U.S. nonprofit organization

UniteWomen.org is a national non-partisan 501(c)(3) tax exempt non-profit organization with a mission of ending inequality for women that stems from prejudice and discrimination and to defend and advance the human and civil rights of women and girls. The organization was formed in Michigan in February 2012. It developed in response to the war on women, a series of legislative actions in the United States which negatively affect women.

The group has organized several marches, including a march in Jackson, Mississippi, to oppose "32 bills introduced this session restricting women's access to health care" and a nationwide march on April 28, 2012, that took place in major cities across the United States. The group has been endorsed by American Association of University Women, National Latina Institute for Reproductive Health, the Coalition of Labor Union Women and The Coffee Party USA. The march in April 2012 was promoted by Barbara Hannah Grufferman.

Karen Teegarden, President of UniteWomen.org, appeared on The Authentic Woman, along with National Organization for Women President, Terry O'Neill. The two women's rights leaders were interviewed by radio host, Shannon Fisher, about The State of Women's Rights in America.

The organization was a partner in the Suffrage Centennial Celebration in 2013, which was a week of events in Washington leading up to a reenactment of the Woman Suffrage Parade of 1913 Other partners in the Suffrage Centennial Celebration were the National Women's History Museum, Sewall-Belmont House & Museum, the Smithsonian’s National Museum of American History, the Newseum, American Association of University Women, Daughters of the American Revolution, Delta Sigma Theta, the National Archives, the Turning Point Suffragist Memorial, the National Press Club, and The George Washington University Lisner Auditorium.
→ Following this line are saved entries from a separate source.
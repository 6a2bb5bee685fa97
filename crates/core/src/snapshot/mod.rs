//! Versioned snapshot persistence.
//!
//! The whole record set persists as one JSON document with an explicit
//! version tag. Loading always succeeds: a missing or corrupt document is
//! replaced by the seed defaults and the recovery is reported to the caller.

pub mod error;
pub mod migrate;
pub mod store;
pub mod types;

pub use error::SnapshotError;
pub use store::{LoadedSnapshot, SnapshotRecovery, SnapshotStore};
pub use types::{SNAPSHOT_VERSION, SnapshotDocument};
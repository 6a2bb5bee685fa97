//! Application configuration management.

use serde::Deserialize;

/// Application configuration.
#[derive(Debug, Clone, Deserialize)]
pub struct AppConfig {
    /// Server configuration.
    pub server: ServerConfig,
    /// Snapshot store configuration.
    #[serde(default)]
    pub snapshot: SnapshotConfig,
    /// Account aggregation relay configuration.
    #[serde(default)]
    pub aggregation: AggregationConfig,
}

/// Server configuration.
#[derive(Debug, Clone, Deserialize)]
pub struct ServerConfig {
    /// Host to bind to.
    #[serde(default = "default_host")]
    pub host: String,
    /// Port to listen on.
    #[serde(default = "default_port")]
    pub port: u16,
}

fn default_host() -> String {
    "0.0.0.0".to_string()
}

fn default_port() -> u16 {
    8080
}

/// Snapshot store configuration.
#[derive(Debug, Clone, Deserialize)]
pub struct SnapshotConfig {
    /// Directory the snapshot document is stored in.
    #[serde(default = "default_snapshot_root")]
    pub root: String,
}

impl Default for SnapshotConfig {
    fn default() -> Self {
        Self {
            root: default_snapshot_root(),
        }
    }
}

fn default_snapshot_root() -> String {
    "./data".to_string()
}

/// Account aggregation relay configuration.
#[derive(Debug, Clone, Deserialize)]
pub struct AggregationConfig {
    /// Base URL of the aggregation relay service.
    #[serde(default = "default_aggregation_url")]
    pub base_url: String,
    /// Whether aggregation sync is enabled. When disabled the server runs
    /// with manually entered records only.
    #[serde(default)]
    pub enabled: bool,
    /// Request timeout in seconds.
    #[serde(default = "default_aggregation_timeout")]
    pub timeout_secs: u64,
}

impl Default for AggregationConfig {
    fn default() -> Self {
        Self {
            base_url: default_aggregation_url(),
            enabled: false,
            timeout_secs: default_aggregation_timeout(),
        }
    }
}

fn default_aggregation_url() -> String {
    "http://localhost:3001".to_string()
}

fn default_aggregation_timeout() -> u64 {
    10
}

impl AppConfig {
    /// Loads configuration from environment and config files.
    ///
    /// # Errors
    ///
    /// Returns an error if configuration cannot be loaded.
    pub fn load() -> Result<Self, config::ConfigError> {
        let run_mode = std::env::var("RUN_MODE").unwrap_or_else(|_| "development".to_string());

        let config = config::Config::builder()
            .add_source(config::File::with_name("config/default").required(false))
            .add_source(config::File::with_name(&format!("config/{run_mode}")).required(false))
            .add_source(config::Environment::with_prefix("HEARTH").separator("__"))
            .build()?;

        config.try_deserialize()
    }
}
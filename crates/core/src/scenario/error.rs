//! Scenario error types.

use thiserror::Error;

/// Errors raised when validating a decision scenario.
#[derive(Debug, Error, PartialEq, Eq)]
pub enum ScenarioError {
    /// Start month must be 1-based.
    #[error("Scenario start month must be at least 1")]
    InvalidStartMonth,
}
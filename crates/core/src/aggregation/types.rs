//! Wire shapes reported by the aggregation relay.

use chrono::NaiveDate;
use rust_decimal::Decimal;
use serde::{Deserialize, Serialize};

/// Balance for one external account as reported by the relay.
#[derive(Debug, Clone, PartialEq, Eq, Serialize, Deserialize)]
pub struct RemoteAccountBalance {
    /// External account id.
    pub account_id: String,
    /// Current balance, when reported.
    pub current: Option<Decimal>,
    /// Available balance, when reported.
    pub available: Option<Decimal>,
}

/// Transaction as reported by the relay.
///
/// The relay uses the aggregation API's outflow-positive sign convention;
/// amounts are negated at ingestion.
#[derive(Debug, Clone, PartialEq, Eq, Serialize, Deserialize)]
pub struct RemoteTransaction {
    /// Transaction id.
    pub transaction_id: String,
    /// External account id.
    pub account_id: String,
    /// Amount, positive for outflows.
    pub amount: Decimal,
    /// Transaction date.
    pub date: NaiveDate,
    /// Merchant or transaction name.
    pub name: String,
    /// Category hierarchy, most general first.
    #[serde(default)]
    pub category: Vec<String>,
}
//! Debt payoff and interest calculations.

pub mod engine;
pub mod error;
pub mod types;

#[cfg(test)]
mod tests;

pub use engine::AmortizationEngine;
pub use error::AmortizationError;
pub use types::{DebtPayoffSummary, PayoffStrategy, StrategyComparison};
UniteWomen.org's "Unite Against Rape" campaign raised public awareness of the issues of rape, human trafficking and violence against women. An array of legislators, journalists and celebrities participated in the campaign, including U.S. Senators Mark Warner and Tim Kaine; comedians Roseanne Barr, Margaret Cho, Annabelle Gurwitch and Lois Bromfield; social justice advocate Sandra Fluke; Philadelphia Eagles defensive tackle, Ronnie Cameron, musician Courtney Love; social and political commentators Meghan McCain, Alexandria Goddard (the Steubenville blogger), Leslie Salzillo, Kimberley A. Johnson and Tanya Tatum; XoJane writers and editors Jane Pratt, Mandy Stadtmiller, Alison Freer, Marci Robin and Julia Allison; actors Yuri Lowenthal, Pia Glenn and Sharon Gardner; celebrity artist Tormented Sugar; writers Herman Williams, III, Pat Bertram, Michele Rolle and Toni Morrison; executive director of the Military Rape Crisis Center, Panayiota Bertzikis; and celebrity relationship experts Dr. Gilda Carle and Dr. Sheri Meyers. The campaign was co-founded by UniteWomen.org executive committee members Renee Davis, Karen Teegarden, Shannon Fisher and Sarah Warfield Chamberlin. The team also partnered with Rape, Abuse & Incest National Network (RAINN) for a national RAINN Day campaign to raise awareness of sexual assault on college campuses.